For years my father had been keenly focused on this tiny sliver of land, though I never really understood why. As is the case with many American Jews, Israel influenced his voting behavior, his philanthropic choices and even the books he read. Any decision was justifiable so long as it benefited the Holy Land. Thanks to this cultural cover, it was an easier sell to my parents than Telluride or Prague, other favored destinations for clichéd wanderers at the time. But my decision to move to a kibbutz wasn’t motivated by my father’s political myopia. I was just after the Zionist dream of living communally, turning the desert into a garden, and hooking up with adventurous young Scandinavians who volunteered for kibbutz life as a cheap way to extend world tours.

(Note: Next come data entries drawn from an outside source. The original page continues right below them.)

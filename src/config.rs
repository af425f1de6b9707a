use std::path::PathBuf;

use anyhow::{bail, Context, Result};
use url::Url;

pub const APP_ID: &str = "lumen";
pub const APP_NAME: &str = "Lumen";

/// Conversation titles keep this many characters of the first message.
pub const TITLE_MAX_CHARS: usize = 50;

/// A managed REST backend that holds conversation history instead of the
/// local database.
#[derive(Clone, PartialEq, Eq)]
pub struct RemoteStoreConfig {
    pub base_url: Url,
    pub api_key: String,
}

impl std::fmt::Debug for RemoteStoreConfig {
    fn fmt(&self, f: &mut std::fmt::Formatter<'_>) -> std::fmt::Result {
        f.debug_struct("RemoteStoreConfig")
            .field("base_url", &self.base_url.as_str())
            .field("api_key", &"***")
            .finish()
    }
}

#[derive(Clone)]
pub struct Config {
    pub chat_url: Url,
    pub api_key: String,
    /// Local database; always used for settings, and for history unless a
    /// remote store is configured.
    pub db_path: PathBuf,
    pub remote_store: Option<RemoteStoreConfig>,
}

impl std::fmt::Debug for Config {
    fn fmt(&self, f: &mut std::fmt::Formatter<'_>) -> std::fmt::Result {
        f.debug_struct("Config")
            .field("chat_url", &self.chat_url.as_str())
            .field("api_key", &"***")
            .field("store", &self.store_label())
            .finish()
    }
}

/// Raw settings as they come from the command line or the environment.
#[derive(Debug, Clone, Default)]
pub struct RawConfig {
    pub chat_url: Option<String>,
    pub api_key: Option<String>,
    pub store_url: Option<String>,
    pub store_key: Option<String>,
    pub db_path: Option<PathBuf>,
}

impl Config {
    pub fn resolve(raw: RawConfig) -> Result<Self> {
        let chat_url = match raw.chat_url.as_deref().map(str::trim) {
            Some(url) if !url.is_empty() => parse_http_url(url).context("Invalid chat URL")?,
            _ => bail!("No chat endpoint configured (set --chat-url or LUMEN_CHAT_URL)"),
        };

        let api_key = raw.api_key.unwrap_or_default();

        let remote_store = match raw.store_url.as_deref().map(str::trim) {
            Some(url) if !url.is_empty() => {
                let base_url = parse_http_url(url).context("Invalid store URL")?;
                // Managed backends usually accept the same publishable key
                let api_key = raw.store_key.unwrap_or_else(|| api_key.clone());
                Some(RemoteStoreConfig { base_url, api_key })
            }
            _ => None,
        };

        let db_path = match raw.db_path {
            Some(path) => path,
            None => default_db_path()?,
        };

        Ok(Self {
            chat_url,
            api_key,
            db_path,
            remote_store,
        })
    }

    pub fn store_label(&self) -> String {
        match &self.remote_store {
            Some(remote) => remote.base_url.to_string(),
            None => format!("sqlite:{}", self.db_path.display()),
        }
    }
}

fn parse_http_url(raw: &str) -> Result<Url> {
    let url = Url::parse(raw).with_context(|| format!("'{}' is not a valid URL", raw))?;
    match url.scheme() {
        "http" | "https" => Ok(url),
        other => bail!("Unsupported URL scheme '{}'", other),
    }
}

pub fn default_db_path() -> Result<PathBuf> {
    let data_dir = match std::env::var("XDG_DATA_HOME") {
        Ok(dir) if !dir.is_empty() => PathBuf::from(dir),
        _ => {
            let home = std::env::var("HOME").context("HOME not set")?;
            PathBuf::from(home).join(".local/share")
        }
    };
    Ok(data_dir.join(APP_ID).join(format!("{}.db", APP_ID)))
}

As it turned out, I never had the chance to enjoy that last rite-of-passage. On nearly my first day on the kibbutz, I fell madly in lust with Leah, an outspoken South African with pale blue eyes and lustrous auburn hair. She was fresh off six months of teaching art to Palestinian children in the West Bank, and her Johannesburg accent gave her an exotic, sophisticated air. This was a woman who had spent a year touring Europe as a member of a punk trio after graduating from one of England’s finest boarding schools. Had Graham Greene been asked write a sequel to Slacker, Leah could have been his female protagonist. I was in love with her at first sight—or with the idea of her, which was, frankly, the same thing to me back then.
As in college and prison, time spent on a kibbutz is catalyzed by severe insularity. Leah and I were together nearly every hour of every day. There were few literal or figurative walls of any kind, so our relationship simply leapt into existence without the incremental steps of courtship. Within three weeks I had moved into her living space, a large cabin at the far end of the volunteers’ compound. Luckily, she had not been assigned a bunkmate, so we pushed two rickety twin beds together and built a makeshift honeymoon suite.

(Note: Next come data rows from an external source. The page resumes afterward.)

use std::io::Write;
use std::path::Path;

use anyhow::Result;
use tokio::io::{AsyncBufRead, AsyncBufReadExt};
use tokio_util::sync::CancellationToken;

use super::command::{Command, HELP};
use super::render::{format_conversation_list, format_history, TerminalObserver};
use super::welcome::{suggestion_prompt, welcome_text};
use crate::models::Conversation;
use crate::services::export::write_export;
use crate::services::{AppSettings, ChatSession, Database, SendOutcome, SettingsService};

enum Flow {
    Continue,
    Quit,
}

/// Line-oriented front end over a [`ChatSession`].
pub struct Repl<W: Write + Send> {
    session: ChatSession,
    db: Database,
    settings: AppSettings,
    out: W,
}

impl<W: Write + Send> Repl<W> {
    pub async fn new(session: ChatSession, db: Database, out: W) -> Self {
        let settings = SettingsService::load(&db).await;
        Self {
            session,
            db,
            settings,
            out,
        }
    }

    pub fn session(&self) -> &ChatSession {
        &self.session
    }

    pub async fn run<R>(&mut self, input: R) -> Result<()>
    where
        R: AsyncBufRead + Unpin,
    {
        if let Err(e) = self.session.refresh_conversations().await {
            tracing::error!("Error fetching conversations: {:#}", e);
        }
        let welcome = welcome_text(self.settings.show_suggestions);
        self.print(&welcome);

        let mut lines = input.lines();
        loop {
            self.print("\n> ");
            let line = tokio::select! {
                line = lines.next_line() => line?,
                _ = tokio::signal::ctrl_c() => None,
            };
            let Some(line) = line else {
                self.print("\n");
                break;
            };

            if let Flow::Quit = self.handle(Command::parse(&line)).await {
                break;
            }
        }
        Ok(())
    }

    async fn handle(&mut self, command: Command) -> Flow {
        match command {
            Command::Empty => {}
            Command::Quit => return Flow::Quit,
            Command::Help => self.print(&format!("{}\n", HELP)),
            Command::Invalid(reason) => self.print(&format!("{}\n", reason)),
            Command::Send(text) => self.send(&text).await,
            Command::Suggest(n) => match suggestion_prompt(n) {
                Some(prompt) => {
                    self.print(&format!("{}\n", prompt));
                    self.send(prompt).await;
                }
                None => self.print("No such suggestion\n"),
            },
            Command::New => {
                self.session.new_chat();
                let welcome = welcome_text(self.settings.show_suggestions);
                self.print(&welcome);
            }
            Command::List => {
                if let Err(e) = self.session.refresh_conversations().await {
                    self.print(&format!("Failed to load conversations: {:#}\n", e));
                    return Flow::Continue;
                }
                let list = format_conversation_list(
                    self.session.conversations(),
                    self.session.current_conversation_id(),
                );
                self.print(&list);
            }
            Command::Open(target) => {
                let Some(id) = self.resolve(&target) else {
                    return Flow::Continue;
                };
                match self.session.load_conversation(&id).await {
                    Ok(()) => {
                        let history =
                            format_history(&self.session.messages(), self.settings.render_markdown);
                        self.print(&history);
                    }
                    Err(e) => self.print(&format!("Failed to open conversation: {:#}\n", e)),
                }
            }
            Command::Delete(target) => {
                let Some(id) = self.resolve(&target) else {
                    return Flow::Continue;
                };
                match self.session.delete_conversation(&id).await {
                    Ok(()) => self.print("Conversation deleted\n"),
                    Err(e) => self.print(&format!("Failed to delete conversation: {:#}\n", e)),
                }
            }
            Command::History => {
                let messages = self.session.messages();
                if messages.is_empty() {
                    self.print("No messages yet.\n");
                } else {
                    let history = format_history(&messages, self.settings.render_markdown);
                    self.print(&history);
                }
            }
            Command::Export(path) => self.export(Path::new(&path)),
            Command::Markdown(enabled) => {
                self.settings.render_markdown = enabled;
                if let Err(e) = SettingsService::save(&self.db, &self.settings).await {
                    tracing::warn!("Failed to save settings: {:#}", e);
                }
                let state = if enabled { "on" } else { "off" };
                self.print(&format!("Markdown rendering {}\n", state));
            }
        }
        Flow::Continue
    }

    async fn send(&mut self, text: &str) {
        let outcome = {
            let mut observer = TerminalObserver::new(&mut self.out);
            send_turn(&mut self.session, text, &mut observer).await
        };
        match outcome {
            SendOutcome::Cancelled(_) => self.print("\n[stopped]\n"),
            SendOutcome::StartFailed => self.print("Could not start a new conversation\n"),
            SendOutcome::Completed(_) | SendOutcome::Failed(_) | SendOutcome::Ignored => {}
        }
    }

    fn export(&mut self, path: &Path) {
        let Some(conversation) = self.session.current_conversation().cloned() else {
            self.print("Nothing to export yet\n");
            return;
        };
        match write_export(path, &conversation, &self.session.messages()) {
            Ok(()) => self.print(&format!("Saved to {}\n", path.display())),
            Err(e) => self.print(&format!("Export failed: {:#}\n", e)),
        }
    }

    /// Map `<n|id>` to a conversation id, reporting misses to the user.
    fn resolve(&mut self, target: &str) -> Option<String> {
        let found = resolve_target(self.session.conversations(), target).map(|c| c.id.clone());
        if found.is_none() {
            self.print(&format!("No conversation matches '{}' (see /list)\n", target));
        }
        found
    }

    fn print(&mut self, text: &str) {
        let result = self
            .out
            .write_all(text.as_bytes())
            .and_then(|_| self.out.flush());
        if let Err(e) = result {
            tracing::debug!("Failed to write to terminal: {}", e);
        }
    }
}

/// Run one turn, cancelling it if Ctrl-C arrives before it finishes.
pub async fn send_turn<W: Write + Send>(
    session: &mut ChatSession,
    text: &str,
    observer: &mut TerminalObserver<W>,
) -> SendOutcome {
    let cancel = CancellationToken::new();
    let interrupt = {
        let cancel = cancel.clone();
        tokio::spawn(async move {
            if tokio::signal::ctrl_c().await.is_ok() {
                cancel.cancel();
            }
        })
    };

    let outcome = session.send_message(text, observer, &cancel).await;
    interrupt.abort();
    outcome
}

/// Accepts a 1-based position from `/list` or a full conversation id.
pub fn resolve_target<'a>(conversations: &'a [Conversation], target: &str) -> Option<&'a Conversation> {
    if let Ok(n) = target.parse::<usize>() {
        if let Some(c) = n.checked_sub(1).and_then(|i| conversations.get(i)) {
            return Some(c);
        }
    }
    conversations.iter().find(|c| c.id == target)
}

This spontaneity was exactly what I was looking for after the bloodless experience of law school, not to mention my previous relationships. The girlfriend I’d had prior to leaving for Israel wanted nothing more than to settle down and live in a midwestern suburb. Leah was different from the other women I’d been with, most of whom didn’t own electric guitars or the complete works of Hunter S. Thompson. She was uninterested in defining our relationship, and she seemed unburdened by the concept of dating with a specific end goal in mind.
Thanks to the sub-tropical heat of the Israeli summer, clothes were optional, a situation that was tailor-made (so to speak) for young lovers anxious to explore their “cultural commonalities.” Leah and I formed a community of two, falling into a shared life. Our work took us to different parts of the kibbutz—she toiled in a dog food factory while I had to good fortune to work in the sun-drenched avocado fields—but in our free time we were inseparable. We tended to skip the group social activities in favor of our cozy co-habitation, reading, playing “shesh besh”, and indulging in the kibbutz’s main source of live entertainment: drinking cheap vodka while sitting around a bonfire.
But all was not milk and honey in our enchanted garden. Leah was a diehard proponent of Palestinian liberation, and she felt that any Israeli presence in the West Bank and the Gaza Strip was illegal, immoral and unjustified. She also contended that the military support provided by the United States to Israel made America, and all Americans, complicit.
At first I simply nodded at her passionate pleas without giving them much thought. But eventually the fruits of the political discussions my father had endlessly belabored began to rise to the surface. I started to assert my own views, or at least those that were then popular in The Jerusalem Report. But when I tried to suggest that Palestinian violence had helped create the current situation, or that there were viable scenarios that would allow for the creation of Palestinian state, she would label me a “lie-spouting bourgeois jackass,” which is an argument that was hard to counter intellectually.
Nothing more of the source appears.